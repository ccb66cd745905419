//! Embeds related rows into a parent row as JSON.
//!
//! Each relation selection becomes a correlated scalar subquery. The inner
//! query selects one JSON object per related row under [`OBJECT`]; to-many
//! relations then aggregate those objects into an array.

use super::Dialect;

use quill_core::stmt::{Expr, Select, TableRef};

/// Column name of the per-row JSON object in the inner query.
pub(crate) const OBJECT: &str = "$j";

/// `(SELECT COALESCE(agg(alias.$j), []) FROM (inner) AS alias)`
///
/// Ordering and pagination stay on `inner` so the aggregate sees rows in
/// the requested order.
pub(crate) fn to_many(dialect: &dyn Dialect, inner: Select, alias: &str) -> Expr {
    let object = dialect.json_value(Expr::column(alias, OBJECT));
    let aggregate = Expr::coalesce(vec![
        Expr::JsonAgg(Box::new(object)),
        dialect.empty_json_array(),
    ]);

    Expr::subquery(Select::from(TableRef::derived(inner, alias)).item(aggregate, None))
}

/// `(SELECT $j FROM .. LIMIT 1)`: `NULL` when no row is related.
pub(crate) fn to_one(mut inner: Select) -> Expr {
    inner.limit = Some(1);
    Expr::subquery(inner)
}

#[cfg(test)]
mod tests {
    use super::*;
    use crate::dialect::Sqlite;

    use quill_core::stmt::{Statement, Value};
    use quill_sql::Serializer;

    #[test]
    fn to_many_aggregates_the_inner_rows() {
        let inner = Select::from(TableRef::table("Post", Some("$t1".into()))).item(
            Expr::json_object(vec![("id".into(), Expr::column("$t1", "id"))]),
            Some(OBJECT),
        );

        let expr = to_many(&Sqlite, inner, "$t2");
        let outer = Select::from(TableRef::table("User", None)).item(expr, Some("posts"));

        let mut params: Vec<Value> = vec![];
        let sql = Serializer::sqlite().serialize(&Statement::Query(outer), &mut params);
        assert_eq!(
            sql,
            concat!(
                r#"SELECT (SELECT COALESCE(json_group_array(json("$t2"."$j")), json_array()) "#,
                r#"FROM (SELECT json_object('id', "$t1"."id") AS "$j" FROM "Post" AS "$t1") AS "$t2") "#,
                r#"AS "posts" FROM "User""#
            )
        );
        assert!(params.is_empty());
    }
}
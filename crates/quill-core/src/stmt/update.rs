use super::{Expr, SelectItem, TableName};

#[derive(Debug, Clone, PartialEq)]
pub struct Update {
    pub table: TableName,
    pub assignments: Vec<Assignment>,
    pub filter: Option<Expr>,

    /// Only emitted on providers that accept `UPDATE .. LIMIT`
    pub limit: Option<u64>,

    pub returning: Vec<SelectItem>,
}

#[derive(Debug, Clone, PartialEq)]
pub struct Assignment {
    /// Unqualified column name
    pub column: String,
    pub value: Expr,
}
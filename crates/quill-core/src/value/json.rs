use super::Value;

use base64::Engine;
use chrono::{DateTime, SecondsFormat, Utc};
use rust_decimal::Decimal;
use std::str::FromStr;

const TYPE_TAG: &str = "$type";

impl From<serde_json::Value> for Value {
    /// Converts a JSON argument tree.
    ///
    /// Objects of the form `{"$type": "DbNull"}` (and `JsonNull`/`AnyNull`)
    /// become the null sentinels. `{"$type": "DateTime" | "Decimal" |
    /// "BigInt" | "Bytes", "value": ..}` become typed literals.
    fn from(json: serde_json::Value) -> Value {
        match json {
            serde_json::Value::Null => Value::Null,
            serde_json::Value::Bool(value) => Value::Bool(value),
            serde_json::Value::Number(number) => match number.as_i64() {
                Some(value) => Value::Int(value),
                None => Value::Float(number.as_f64().unwrap_or(f64::NAN)),
            },
            serde_json::Value::String(value) => Value::String(value),
            serde_json::Value::Array(items) => {
                Value::List(items.into_iter().map(Value::from).collect())
            }
            serde_json::Value::Object(map) => {
                if let Some(value) = tagged(&map) {
                    return value;
                }
                Value::Object(map.into_iter().map(|(k, v)| (k, Value::from(v))).collect())
            }
        }
    }
}

fn tagged(map: &serde_json::Map<String, serde_json::Value>) -> Option<Value> {
    let tag = map.get(TYPE_TAG)?.as_str()?;

    match (tag, map.len()) {
        ("DbNull", 1) => return Some(Value::DbNull),
        ("JsonNull", 1) => return Some(Value::JsonNull),
        ("AnyNull", 1) => return Some(Value::AnyNull),
        _ => {}
    }

    if map.len() != 2 {
        return None;
    }

    let value = map.get("value")?;
    match tag {
        "DateTime" => DateTime::parse_from_rfc3339(value.as_str()?)
            .ok()
            .map(|dt| Value::DateTime(dt.with_timezone(&Utc))),
        "Decimal" => match value {
            serde_json::Value::String(s) => Decimal::from_str(s).ok().map(Value::Decimal),
            serde_json::Value::Number(n) => {
                Decimal::from_str(&n.to_string()).ok().map(Value::Decimal)
            }
            _ => None,
        },
        "BigInt" => match value {
            serde_json::Value::String(s) => s.parse().ok().map(Value::BigInt),
            serde_json::Value::Number(n) => n.as_i64().map(Value::BigInt),
            _ => None,
        },
        "Bytes" => base64::engine::general_purpose::STANDARD
            .decode(value.as_str()?)
            .ok()
            .map(Value::Bytes),
        _ => None,
    }
}

impl Value {
    /// Renders the value as plain JSON.
    ///
    /// Dates become RFC 3339 strings with millisecond precision, decimals
    /// become strings, bytes become base64 strings and every null sentinel
    /// becomes `null`.
    pub fn to_json(&self) -> serde_json::Value {
        match self {
            Value::Null | Value::DbNull | Value::JsonNull | Value::AnyNull => {
                serde_json::Value::Null
            }
            Value::Bool(value) => serde_json::Value::Bool(*value),
            Value::Int(value) | Value::BigInt(value) => serde_json::Value::from(*value),
            Value::Float(value) => serde_json::Number::from_f64(*value)
                .map(serde_json::Value::Number)
                .unwrap_or(serde_json::Value::Null),
            Value::Decimal(value) => serde_json::Value::String(value.to_string()),
            Value::String(value) => serde_json::Value::String(value.clone()),
            Value::DateTime(value) => {
                serde_json::Value::String(value.to_rfc3339_opts(SecondsFormat::Millis, true))
            }
            Value::Bytes(value) => serde_json::Value::String(
                base64::engine::general_purpose::STANDARD.encode(value),
            ),
            Value::Json(value) => value.clone(),
            Value::List(items) => serde_json::Value::Array(items.iter().map(Value::to_json).collect()),
            Value::Object(map) => serde_json::Value::Object(
                map.iter().map(|(k, v)| (k.clone(), v.to_json())).collect(),
            ),
        }
    }
}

================

**WHAT YOU NEED TO DO:**
Say the number of lines above that include "AnyNull", and only that.

**ANSWER TO THE PROBLEM:**
3